Since both u and v are vectors of dimension m, we know that uv* is a square matrix

From the above statements, we conclude that A is an orthogonal matrix which imples:

A$$^{-1}$$
= A $$^{*}$$
= (I + uv*)*
= I + (uv*)*
= I + u*v
= I + [tex]\alpha[\tex], since u*v is a scalar value

As you can see, I am arriving at the wrong conclusion. What am I missing? Thank you!!

2. Jan 19, 2009

### Hurkyl

Staff Emeritus
I note two problems:

(1) I have no idea how you conclude A should be orthogonal.
(2) (AB)* = B*A*

3. Jan 19, 2009

### Codezion

(1) - I think one of the definition of an Orthogonal matrix is a square matrix, whose columns are all linearly independent so that they make the basis for an m space. One of the properties of a nonsingular matrix is that it has the maximum rank (in this case m since it is a square matrix). These statements led me to conclude our matrix A is orthogonal!

(2) - That is a correct property...did I miss something?

4. Jan 19, 2009

### Hurkyl

Staff Emeritus
You forgot a key word in that characterization: they have to make an orthonormal basis.

(Lemme switch to S and T instead of A and B, to eliminate confusion)

Yes. The property is (ST)*=T*S*, but you used it in your calculation as (ST)*=S*T*.

5. Jan 19, 2009

### Codezion

Wow! Thank you I missed that! I was assuming (AB)* = A*B* all along - even after I read your post! Thank you.

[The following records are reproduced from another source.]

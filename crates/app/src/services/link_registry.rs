//! Link registry: owns the set of channel ↔ item links.
//!
//! Subscribing does not replay existing links. Every mutation notifies the
//! listeners subscribed at the time of the change, synchronously, before
//! the call returns.

use std::sync::{Arc, Mutex, MutexGuard, PoisonError};

use linkhub_domain::channel::Channel;
use linkhub_domain::error::{LinkHubError, NotFoundError};
use linkhub_domain::id::SubscriptionId;
use linkhub_domain::item::Item;
use linkhub_domain::lifecycle::LifecycleState;
use linkhub_domain::link::ItemChannelLink;
use linkhub_domain::uid::ChannelUid;

use crate::listeners::Listeners;
use crate::ports::{ItemChannelLinker, Lifecycle, Provider, ProviderChangeListener};

#[derive(Debug, Default)]
struct State {
    lifecycle: LifecycleState,
    links: Vec<ItemChannelLink>,
    listeners: Listeners<ItemChannelLink>,
}

impl State {
    fn ensure_active(&self, operation: &'static str) -> Result<(), LinkHubError> {
        self.lifecycle.ensure_active(operation).map_err(|err| {
            tracing::warn!(error = %err, "link registry used outside its lifecycle");
            err.into()
        })
    }
}

/// In-memory registry of [`ItemChannelLink`]s.
///
/// Links and listeners share one mutex, so a mutation and the listener
/// snapshot it notifies are taken atomically. Notifications run after the
/// mutex is released; listeners may call back into the registry.
#[derive(Debug, Default)]
pub struct LinkRegistry {
    state: Mutex<State>,
}

impl LinkRegistry {
    #[must_use]
    pub fn new() -> Self {
        Self::default()
    }

    fn lock(&self) -> MutexGuard<'_, State> {
        self.state.lock().unwrap_or_else(PoisonError::into_inner)
    }

    /// Snapshot of all current links, in creation order.
    #[must_use]
    pub fn get_all(&self) -> Vec<ItemChannelLink> {
        self.lock().links.clone()
    }

    /// Links whose item name is exactly `item_name`.
    #[must_use]
    pub fn links_for_item(&self, item_name: &str) -> Vec<ItemChannelLink> {
        self.lock()
            .links
            .iter()
            .filter(|link| link.item_name == item_name)
            .cloned()
            .collect()
    }

    /// Links of the channel `channel_uid`.
    #[must_use]
    pub fn links_for_channel(&self, channel_uid: &ChannelUid) -> Vec<ItemChannelLink> {
        self.lock()
            .links
            .iter()
            .filter(|link| &link.channel_uid == channel_uid)
            .cloned()
            .collect()
    }

    /// Link `channel` with `item`.
    ///
    /// No duplicate check is made: linking the same pair twice stores two
    /// links and notifies twice.
    ///
    /// # Errors
    ///
    /// Returns [`LinkHubError::Precondition`] when the registry is not active.
    pub fn link(&self, channel: &Channel, item: &Item) -> Result<ItemChannelLink, LinkHubError> {
        let link = ItemChannelLink::new(item.name.clone(), channel.uid.clone());
        let listeners = {
            let mut state = self.lock();
            state.ensure_active("link")?;
            state.links.push(link.clone());
            state.listeners.snapshot()
        };
        tracing::debug!(%link, "link added");
        listeners.notify_added(&link);
        Ok(link)
    }

    /// Drop the link between `channel` and `item` (exact name and uid match).
    ///
    /// # Errors
    ///
    /// Returns [`LinkHubError::NotFound`] when no such link exists; nothing
    /// is notified in that case.
    pub fn unlink(&self, channel: &Channel, item: &Item) -> Result<ItemChannelLink, LinkHubError> {
        let (link, listeners) = {
            let mut state = self.lock();
            state.ensure_active("unlink")?;
            let position = state
                .links
                .iter()
                .position(|link| link.connects(&item.name, &channel.uid));
            let Some(position) = position else {
                drop(state);
                tracing::warn!(
                    channel = %channel.uid,
                    item = %item.name,
                    "no link found for channel and item"
                );
                return Err(NotFoundError {
                    entity: "Link",
                    id: format!("{} -> {}", item.name, channel.uid),
                }
                .into());
            };
            let link = state.links.remove(position);
            (link, state.listeners.snapshot())
        };
        tracing::debug!(%link, "link removed");
        listeners.notify_removed(&link);
        Ok(link)
    }

    /// Drop every link of `channel`, notifying once per link in the order
    /// the links were created.
    ///
    /// # Errors
    ///
    /// Returns [`LinkHubError::NotFound`] when the channel has no link.
    pub fn unlink_all(&self, channel: &Channel) -> Result<Vec<ItemChannelLink>, LinkHubError> {
        let (removed, listeners) = {
            let mut state = self.lock();
            state.ensure_active("unlink_all")?;
            let (removed, kept): (Vec<_>, Vec<_>) = std::mem::take(&mut state.links)
                .into_iter()
                .partition(|link| link.channel_uid == channel.uid);
            state.links = kept;
            if removed.is_empty() {
                drop(state);
                tracing::warn!(channel = %channel.uid, "no links found for channel");
                return Err(NotFoundError {
                    entity: "Link",
                    id: channel.uid.to_string(),
                }
                .into());
            }
            (removed, state.listeners.snapshot())
        };
        for link in &removed {
            tracing::debug!(%link, "link removed");
            listeners.notify_removed(link);
        }
        Ok(removed)
    }
}
//! Lifecycle port: start/stop hooks called by the host.

use linkhub_domain::error::LinkHubError;
use linkhub_domain::lifecycle::LifecycleState;

/// A component with an explicit usable lifetime.
///
/// The host calls [`activate`](Self::activate) once before using the
/// component and [`deactivate`](Self::deactivate) once afterwards. Outside
/// that window every other operation is a precondition violation and
/// degrades to a logged no-op.
pub trait Lifecycle {
    /// Start the component.
    ///
    /// # Errors
    ///
    /// Returns [`LinkHubError::Precondition`] unless the component was just created.
    fn activate(&self) -> Result<(), LinkHubError>;

    /// Stop the component and drop its state.
    ///
    /// # Errors
    ///
    /// Returns [`LinkHubError::Precondition`] unless the component is active.
    fn deactivate(&self) -> Result<(), LinkHubError>;

    /// Current lifecycle state.
    fn lifecycle_state(&self) -> LifecycleState;
}
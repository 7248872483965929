//! Listeners that record or log the changes they receive.

use std::fmt;
use std::sync::{Mutex, MutexGuard, PoisonError};

use linkhub_app::ports::{Change, ProviderChangeListener};

/// Records every change notification, in arrival order.
pub struct ChangeJournal<E> {
    changes: Mutex<Vec<Change<E>>>,
}

impl<E> Default for ChangeJournal<E> {
    fn default() -> Self {
        Self {
            changes: Mutex::new(Vec::new()),
        }
    }
}

impl<E> fmt::Debug for ChangeJournal<E> {
    fn fmt(&self, f: &mut fmt::Formatter<'_>) -> fmt::Result {
        f.debug_struct("ChangeJournal")
            .field("len", &self.len())
            .finish()
    }
}

impl<E> ChangeJournal<E> {
    #[must_use]
    pub fn new() -> Self {
        Self::default()
    }

    fn lock(&self) -> MutexGuard<'_, Vec<Change<E>>> {
        self.changes.lock().unwrap_or_else(PoisonError::into_inner)
    }

    #[must_use]
    pub fn len(&self) -> usize {
        self.lock().len()
    }

    #[must_use]
    pub fn is_empty(&self) -> bool {
        self.lock().is_empty()
    }

    /// Take every recorded change, leaving the journal empty.
    pub fn drain(&self) -> Vec<Change<E>> {
        std::mem::take(&mut *self.lock())
    }
}

impl<E: Clone> ChangeJournal<E> {
    /// Copy of every recorded change.
    #[must_use]
    pub fn changes(&self) -> Vec<Change<E>> {
        self.lock().clone()
    }
}

impl<E: Clone + Send> ProviderChangeListener<E> for ChangeJournal<E> {
    fn added(&self, element: &E) {
        self.lock().push(Change::Added(element.clone()));
    }

    fn removed(&self, element: &E) {
        self.lock().push(Change::Removed(element.clone()));
    }

    fn updated(&self, old: &E, new: &E) {
        self.lock().push(Change::Updated {
            old: old.clone(),
            new: new.clone(),
        });
    }
}

/// Logs every change notification at `info` level.
#[derive(Debug, Clone, Copy)]
pub struct TracingListener {
    source: &'static str,
}

impl TracingListener {
    /// `source` names the provider in every log line.
    #[must_use]
    pub fn new(source: &'static str) -> Self {
        Self { source }
    }
}

impl<E: fmt::Debug> ProviderChangeListener<E> for TracingListener {
    fn added(&self, element: &E) {
        tracing::info!(source = self.source, element = ?element, "added");
    }

    fn removed(&self, element: &E) {
        tracing::info!(source = self.source, element = ?element, "removed");
    }

    fn updated(&self, old: &E, new: &E) {
        tracing::info!(source = self.source, old = ?old, new = ?new, "updated");
    }
}

#[cfg(test)]
mod tests {
    use super::*;

    #[test]
    fn should_record_changes_in_order() {
        let journal: ChangeJournal<i32> = ChangeJournal::new();

        journal.added(&1);
        journal.updated(&1, &2);
        journal.removed(&2);

        assert_eq!(
            journal.changes(),
            vec![
                Change::Added(1),
                Change::Updated { old: 1, new: 2 },
                Change::Removed(2)
            ]
        );
    }

    #[test]
    fn should_empty_journal_when_drained() {
        let journal: ChangeJournal<&str> = ChangeJournal::new();
        journal.added(&"a");

        assert_eq!(journal.drain(), vec![Change::Added("a")]);
        assert!(journal.is_empty());
        assert_eq!(journal.len(), 0);
    }
}
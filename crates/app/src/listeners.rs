//! Subscription manager shared by every provider.
//!
//! [`Listeners`] is plain data meant to live inside the owner's mutex next to
//! the state it describes. A mutation takes a [`ListenerSnapshot`] while
//! still holding the lock, releases the lock, and only then notifies. Each
//! listener subscribed at the time of the change is called exactly once, and
//! listeners never run under the owner's lock.

use std::fmt;
use std::sync::Arc;

use linkhub_domain::id::SubscriptionId;

use crate::ports::ProviderChangeListener;

/// Ordered set of subscribed listeners.
pub struct Listeners<E> {
    entries: Vec<(SubscriptionId, Arc<dyn ProviderChangeListener<E>>)>,
}

impl<E> Default for Listeners<E> {
    fn default() -> Self {
        Self {
            entries: Vec::new(),
        }
    }
}

impl<E> fmt::Debug for Listeners<E> {
    fn fmt(&self, f: &mut fmt::Formatter<'_>) -> fmt::Result {
        f.debug_struct("Listeners")
            .field("len", &self.entries.len())
            .finish()
    }
}

impl<E> Listeners<E> {
    #[must_use]
    pub fn new() -> Self {
        Self::default()
    }

    /// Add a listener; it is notified after every listener already present.
    pub fn subscribe(&mut self, listener: Arc<dyn ProviderChangeListener<E>>) -> SubscriptionId {
        let id = SubscriptionId::new();
        self.entries.push((id, listener));
        id
    }

    /// Remove a listener. Returns `false` when `id` is unknown.
    pub fn unsubscribe(&mut self, id: SubscriptionId) -> bool {
        let before = self.entries.len();
        self.entries.retain(|(entry_id, _)| *entry_id != id);
        self.entries.len() != before
    }

    /// Drop every listener, returning how many there were.
    pub fn clear(&mut self) -> usize {
        let count = self.entries.len();
        self.entries.clear();
        count
    }

    #[must_use]
    pub fn len(&self) -> usize {
        self.entries.len()
    }

    #[must_use]
    pub fn is_empty(&self) -> bool {
        self.entries.is_empty()
    }

    /// Copy the current listener handles, in subscription order.
    #[must_use]
    pub fn snapshot(&self) -> ListenerSnapshot<E> {
        ListenerSnapshot {
            listeners: self
                .entries
                .iter()
                .map(|(_, listener)| Arc::clone(listener))
                .collect(),
        }
    }
}

/// Listener handles captured under the owner's lock.
pub struct ListenerSnapshot<E> {
    listeners: Vec<Arc<dyn ProviderChangeListener<E>>>,
}

impl<E> ListenerSnapshot<E> {
    /// A snapshot holding a single listener, used for replays.
    #[must_use]
    pub fn single(listener: Arc<dyn ProviderChangeListener<E>>) -> Self {
        Self {
            listeners: vec![listener],
        }
    }

    #[must_use]
    pub fn is_empty(&self) -> bool {
        self.listeners.is_empty()
    }

    pub fn notify_added(&self, element: &E) {
        for listener in &self.listeners {
            listener.added(element);
        }
    }

    pub fn notify_removed(&self, element: &E) {
        for listener in &self.listeners {
            listener.removed(element);
        }
    }

    pub fn notify_updated(&self, old: &E, new: &E) {
        for listener in &self.listeners {
            listener.updated(old, new);
        }
    }
}
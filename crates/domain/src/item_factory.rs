//! Item factory: map a channel's accepted item type to an item.
//!
//! | accepted type (case-insensitive) | item kind |
//! |---|---|
//! | `Number` | [`ItemKind::Number`] |
//! | `Switch` | [`ItemKind::Switch`] |
//! | anything else | unsupported |

use crate::error::{LinkHubError, UnsupportedTypeError};
use crate::item::{Item, ItemKind};

const SUPPORTED: [ItemKind; 2] = [ItemKind::Number, ItemKind::Switch];

/// Item kind produced for an accepted type, if any.
#[must_use]
pub fn kind_for(accepted_type: &str) -> Option<ItemKind> {
    SUPPORTED
        .into_iter()
        .find(|kind| kind.as_str().eq_ignore_ascii_case(accepted_type))
}

/// Create the item called `name` for a channel declaring `accepted_type`.
///
/// # Errors
///
/// Returns [`LinkHubError::UnsupportedType`] when `accepted_type` has no
/// mapping, or [`LinkHubError::Validation`] when `name` is not a valid item
/// name.
pub fn create_item(name: &str, accepted_type: &str) -> Result<Item, LinkHubError> {
    let kind = kind_for(accepted_type).ok_or_else(|| UnsupportedTypeError {
        accepted_type: accepted_type.to_string(),
    })?;
    Item::new(name, kind)
}

#[cfg(test)]
mod tests {
    use super::*;

    #[test]
    fn should_create_number_item() {
        let item = create_item("t", "Number").unwrap();
        assert_eq!(item.kind, ItemKind::Number);
        assert_eq!(item.name, "t");
    }

    #[test]
    fn should_create_switch_item_ignoring_case() {
        let item = create_item("s", "sWiTcH").unwrap();
        assert_eq!(item.kind, ItemKind::Switch);
    }

    #[test]
    fn should_refuse_contact_type() {
        let result = create_item("c", "Contact");
        assert!(matches!(
            result,
            Err(LinkHubError::UnsupportedType(UnsupportedTypeError { ref accepted_type }))
                if accepted_type == "Contact"
        ));
    }

    #[test]
    fn should_refuse_empty_type() {
        assert!(kind_for("").is_none());
    }
}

If A is not an orthogonal matrix, then I guess I am back to square one :(

6. Jan 19, 2009

### Hurkyl

Staff Emeritus
Simple is often best, even if it's just to get ideas. Rather than looking for a clever argument, why not test directly whether or not this alledged inverse to A really is?

7. Jan 19, 2009

### Dick

The matrices are inverses if (I+uv*)(I+alpha uv*)x=x for any vector x. Expand it out and try to figure out a value of alpha that will make that true.

8. Jan 19, 2009

### Codezion

Thank you! Figured it out :)

(I + uv*) (I + alpha uv*)x = x
(I + alpha Iuv* + Iuv* + alpha uv*uv*)x = x
v*u is a scalar and let it be beta
(I + alpha Iuv* + Iuv* + alpha beta uv*)x = x
[I + Iuv*(alpha + 1 + alpha beta)]x = x
this implies (alpha + 1 + alpha beta) = 0!
alpha = -1/(1+beta)!!!

9. Jan 19, 2009

### Hurkyl

Staff Emeritus
Note that x was really just a placebo. You could have gone straight to the definition of inverse, and put an I on the right hand side, without any of the x's, and done exactly the same thing.

10. Jan 19, 2009

### Codezion

I like the expression (placebo). Yup, thanks Hurkyl. Thanks so much.

11. Jan 19, 2009

### Codezion

If beta = -1 (which would imply A is singular), what would the nullspace of A be? I got only as far as writing the equation as:

(I+uv*)x = 0
x + uv*x = 0....

Do you have any suggestions?

12. Jan 19, 2009

### Hurkyl

Staff Emeritus
Well, if it's going to be at all easy to figure out, it's probably going to be some expression involving u or v. (I+uv*)x = 0 is a linear equation, so I would start by plugging in a few things, and see if I can combine them to make 0.

13. Jan 19, 2009

### Dick

Sure you don't want to take a crack at this without a hint? It's pretty easy. Remember beta=v*u=(-1).

14. Jan 19, 2009

### Codezion

Thanks a lot for your help guys.
Dick, I think it could be the pressure:), but I still cannot see it. Here is what I did

v*x is some constant beta,
x + uv*x = x + beta u
=> x = -beta u
Therefore, I concluded x is a scalar multiple of u.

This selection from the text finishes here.